Max Anghilante : Je crois qu'au-delà du fait que chacun reste campé sur ses positions, il existe des erreurs de stratégie. Les nouvelles fondations qui se créent ne se donnent souvent pas les moyens financiers et humains d'atteindre les objectifs qu'elles se sont fixées. La gouvernance est souvent mal partagée avec une surreprésentation du monde académique ou savant. De même, au lieu de placer des managers expérimentés à la tête des fondations, les établissements ont tendance à opter pour des enseignants ou chercheurs qui s'acquitteront de ces activités sur leur temps de service restant. Mais la direction d'une fondation et le développement de la relation avec l'entreprise est un métier qui exige du temps et des compétences managériales !

Ils manquent aussi de patience. Les établissements qui créent des fondations pensent que le lendemain, il y aura de l'argent dans les caisses, mais cela ne fonctionne pas comme ça ! Même sans crise, le mécénat est le résultat d'un travail de long terme, permettant d'établir une relation de confiance.

Enfin, le succès d'une fondation suppose une démarche d'ouverture qui semble mal engagée aujourd'hui. Pour convaincre une entreprise de lui apporter des fonds, un président d'université doit prendre le temps de rencontrer des patrons et de leur ouvrir leur établissement. Or, très peu d'entre eux sont dans cette démarche.

Malgré ses bonnes intentions, l'Iffres a-t-il vraiment les moyens d'impulser le changement ?

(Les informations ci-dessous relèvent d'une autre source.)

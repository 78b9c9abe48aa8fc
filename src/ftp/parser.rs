//! LIST response parser.
//!
//! Supports the two formats seen in the wild:
//! 1. **Unix-style** (`ls -l`): `-rwxr-xr-x 1 owner group 1234 Jan  1 12:00 file.txt`
//! 2. **Windows/IIS-style**: `01-01-26  12:00AM       1234 file.txt`
//!
//! Unrecognised lines fall back to a raw entry so no listing data is lost.

use crate::ftp::types::{FtpEntry, FtpEntryKind};
use chrono::{DateTime, NaiveDate, NaiveDateTime, NaiveTime, TimeZone, Utc};
use lazy_static::lazy_static;
use regex::Regex;

lazy_static! {
    static ref UNIX_RE: Regex = Regex::new(
        r"(?x)
        ^([dlcbps-][rwxsStT-]{9})\s+   # permissions
        (\d+)\s+                         # link count
        (\S+)\s+                         # owner
        (\S+)\s+                         # group
        (\d+)\s+                         # size
        (\w{3}\s+\d{1,2}\s+[\d:]+)\s+   # date
        (.+)$                            # filename (possibly with -> target)
        ",
    )
    .unwrap();
    static ref WINDOWS_RE: Regex = Regex::new(
        r"(?x)
        ^(\d{2}-\d{2}-\d{2})\s+         # date
        (\d{1,2}:\d{2}(?:AM|PM)?)\s+    # time
        (<DIR>|\d+)\s+                   # size or <DIR>
        (.+)$                            # filename
        ",
    )
    .unwrap();
}

/// Parse a full multi-line LIST response body.
pub fn parse_listing(raw: &str) -> Vec<FtpEntry> {
    raw.lines()
        .filter(|l| !l.trim().is_empty())
        .filter_map(|line| parse_line(line.trim_end()))
        .filter(|e| e.name != "." && e.name != "..")
        .collect()
}

/// Parse a single line from a listing.
fn parse_line(line: &str) -> Option<FtpEntry> {
    // "total 12" header emitted by many Unix servers.
    if line.starts_with("total ") {
        return None;
    }

    if let Some(e) = parse_unix(line) {
        return Some(e);
    }

    if let Some(e) = parse_windows(line) {
        return Some(e);
    }

    // Fallback: treat the whole line as a filename.
    Some(FtpEntry {
        name: line.to_string(),
        kind: FtpEntryKind::Unknown,
        size: 0,
        modified: None,
        permissions: None,
        owner: None,
        group: None,
        link_target: None,
        raw: Some(line.to_string()),
    })
}

// ─── Unix-style parser ───────────────────────────────────────────────

/// Parse a Unix `ls -l` line:
/// ```text
/// drwxr-xr-x   2 user group  4096 Jan  1 12:00 dirname
/// -rw-r--r--   1 user group  1234 Jan  1  2025 file.txt
/// lrwxrwxrwx   1 user group    42 Jan  1 12:00 link -> target
/// ```
fn parse_unix(line: &str) -> Option<FtpEntry> {
    let caps = UNIX_RE.captures(line)?;

    let perms = caps.get(1)?.as_str();
    let owner = caps.get(3).map(|m| m.as_str().to_string());
    let group = caps.get(4).map(|m| m.as_str().to_string());
    let size = caps.get(5)?.as_str().parse::<u64>().unwrap_or(0);
    let date_str = caps.get(6)?.as_str();
    let name_raw = caps.get(7)?.as_str();

    let kind = match perms.as_bytes().first() {
        Some(b'd') => FtpEntryKind::Directory,
        Some(b'l') => FtpEntryKind::Symlink,
        Some(b'-') => FtpEntryKind::File,
        _ => FtpEntryKind::Unknown,
    };

    let (name, link_target) = if kind == FtpEntryKind::Symlink {
        match name_raw.find(" -> ") {
            Some(pos) => (
                name_raw[..pos].to_string(),
                Some(name_raw[pos + 4..].to_string()),
            ),
            None => (name_raw.to_string(), None),
        }
    } else {
        (name_raw.to_string(), None)
    };

    Some(FtpEntry {
        name,
        kind,
        size,
        modified: parse_unix_date(date_str),
        permissions: Some(perms.to_string()),
        owner,
        group,
        link_target,
        raw: Some(line.to_string()),
    })
}

/// Parse the date portion: "Jan  1 12:00" or "Jan  1  2025"
fn parse_unix_date(s: &str) -> Option<DateTime<Utc>> {
    let normalised: String = s.split_whitespace().collect::<Vec<_>>().join(" ");

    // "Jan 1 12:00" — current year implied.
    if let Ok(dt) = NaiveDateTime::parse_from_str(
        &format!("{} {}", Utc::now().format("%Y"), normalised),
        "%Y %b %d %H:%M",
    ) {
        return Some(Utc.from_utc_datetime(&dt));
    }

    // "Jan 1 2025" — no time.
    if let Ok(date) = NaiveDate::parse_from_str(&normalised, "%b %d %Y") {
        let dt = date.and_time(NaiveTime::from_hms_opt(0, 0, 0)?);
        return Some(Utc.from_utc_datetime(&dt));
    }

    None
}

// ─── Windows-style parser ────────────────────────────────────────────

/// Parse a Windows / IIS style line:
/// ```text
/// 01-01-26  12:00AM       1234 file.txt
/// 01-01-26  12:00PM      <DIR> Directory Name
/// ```
fn parse_windows(line: &str) -> Option<FtpEntry> {
    let caps = WINDOWS_RE.captures(line)?;

    let date_str = caps.get(1)?.as_str();
    let time_str = caps.get(2)?.as_str();
    let size_or_dir = caps.get(3)?.as_str();
    let name = caps.get(4)?.as_str().to_string();

    let (kind, size) = if size_or_dir == "<DIR>" {
        (FtpEntryKind::Directory, 0)
    } else {
        (FtpEntryKind::File, size_or_dir.parse::<u64>().unwrap_or(0))
    };

    Some(FtpEntry {
        name,
        kind,
        size,
        modified: parse_windows_date(date_str, time_str),
        permissions: None,
        owner: None,
        group: None,
        link_target: None,
        raw: Some(line.to_string()),
    })
}

fn parse_windows_date(date: &str, time: &str) -> Option<DateTime<Utc>> {
    let combined = format!("{} {}", date, time);
    if let Ok(dt) = NaiveDateTime::parse_from_str(&combined, "%m-%d-%y %I:%M%p") {
        return Some(Utc.from_utc_datetime(&dt));
    }
    if let Ok(dt) = NaiveDateTime::parse_from_str(&combined, "%m-%d-%y %H:%M") {
        return Some(Utc.from_utc_datetime(&dt));
    }
    None
}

Jean-Louis Lacombe : l'Iffres, créé il y a trois ans, est constitué d'un large réseau dont le cœur comprend une cinquantaine de membres sensibilisés à l'importance du mécénat. Mais ce n'est pas suffisant. Pour conforter notre représentativité, il en faudrait 200. C'est pour cela que nous appelons les fondations à nous rejoindre afin d'acquérir la taille critique suffisante pour convaincre les entreprises de contribuer à une réflexion globale.

Max Anghilante : Le ministère de l'Enseignement supérieur, à l'instar du ministère de la Culture qui possède une cellule mécénat, doit également s'emparer du sujet. Sur le modèle de celle en cours de rédaction au ministère de la Culture, nous sommes d'ailleurs en train d'écrire la charte du partenariat et du mécénat dans l'enseignement supérieur et la recherche que nous allons soumettre au cabinet de Geneviève Fioraso.


(1) Par nature, le mécénat n'appelle aucune contrepartie, mais une société qui fait un don à un établissement a droit à des prestations en communication égales au maximum à 25 % du montant de ce don.